■ PROBLEM DETAILS
In the entries below, filter for the word "GsmFrameParams" and copy every matching line.

Segment Start: DATASET EXCERPTS

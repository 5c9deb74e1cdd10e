//! GSM 06.10 encoder

use super::basic_ops::add;
use super::frame::{GSM_FRAME_BYTES, GsmFrameParams, SubframeParams};
use super::long_term::{long_term_analysis, ltp_parameters};
use super::lpc::lpc_analysis;
use super::preprocess::preprocess;
use super::rpe::{WEIGHTING_PAD, rpe_encode};
use super::short_term::{decode_lars, short_term_analysis};
use super::state::{EncoderState, GSM_FRAME_SAMPLES, LTP_HISTORY, SUBFRAME_SAMPLES};

/// Frame encoder
///
/// Input samples are 13-bit linear PCM left-aligned in 16 bits; the three
/// low bits are ignored.
#[derive(Debug, Clone, Default)]
pub struct GsmEncoder {
    state: EncoderState,
}

impl GsmEncoder {
    /// Create an encoder in its power-on state
    pub fn new() -> Self {
        Self::default()
    }

    /// Return to the power-on state
    pub fn reset(&mut self) {
        self.state = EncoderState::new();
    }

    /// Current encoder memory
    pub fn state(&self) -> &EncoderState {
        &self.state
    }

    /// Analyse one frame into its coded parameters
    pub fn encode_params(&mut self, input: &[i16; GSM_FRAME_SAMPLES]) -> GsmFrameParams {
        let state = &mut self.state;
        let mut so = [0i16; GSM_FRAME_SAMPLES];

        preprocess(state, input, &mut so);
        let larc = lpc_analysis(&mut so);

        let current = decode_lars(&larc);
        let previous = std::mem::replace(&mut state.previous_larpp, current);
        short_term_analysis(&mut state.u, &previous, &current, &mut so);

        let mut params = GsmFrameParams {
            larc,
            ..GsmFrameParams::default()
        };

        for (k, sub) in params.subframes.iter_mut().enumerate() {
            let base = LTP_HISTORY + k * SUBFRAME_SAMPLES;
            let d = &so[k * SUBFRAME_SAMPLES..(k + 1) * SUBFRAME_SAMPLES];
            let past = &state.dp[base - LTP_HISTORY..base];

            let (nc, bc) = ltp_parameters(d, past);

            let mut dpp = [0i16; SUBFRAME_SAMPLES];
            let mut e = [0i16; SUBFRAME_SAMPLES + 2 * WEIGHTING_PAD];
            long_term_analysis(
                bc,
                nc,
                past,
                d,
                &mut dpp,
                &mut e[WEIGHTING_PAD..WEIGHTING_PAD + SUBFRAME_SAMPLES],
            );

            let rpe = rpe_encode(&e);

            // Reconstructed short-term residual, history for the next subframes
            for (i, (&ep, &estimate)) in rpe.ep.iter().zip(&dpp).enumerate() {
                state.dp[base + i] = add(ep, estimate);
            }

            *sub = SubframeParams {
                nc,
                bc,
                mc: rpe.mc,
                xmaxc: rpe.xmaxc,
                xmc: rpe.xmc,
            };
        }

        state.dp.copy_within(GSM_FRAME_SAMPLES.., 0);
        params
    }

    /// Encode one frame into a 33-byte buffer
    pub fn encode_frame(&mut self, input: &[i16; GSM_FRAME_SAMPLES], output: &mut [u8; GSM_FRAME_BYTES]) {
        let params = self.encode_params(input);
        params.pack_into(output);
        tracing::trace!(larc = ?params.larc, "GSM frame encoded");
    }
}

Segment End: DATASET EXCERPTS

■ EXERCISE OUTPUT
use super::frame::{GSM_FRAME_BYTES, GsmFrameParams, SubframeParams};
    pub fn encode_params(&mut self, input: &[i16; GSM_FRAME_SAMPLES]) -> GsmFrameParams {
        let mut params = GsmFrameParams {
            ..GsmFrameParams::default()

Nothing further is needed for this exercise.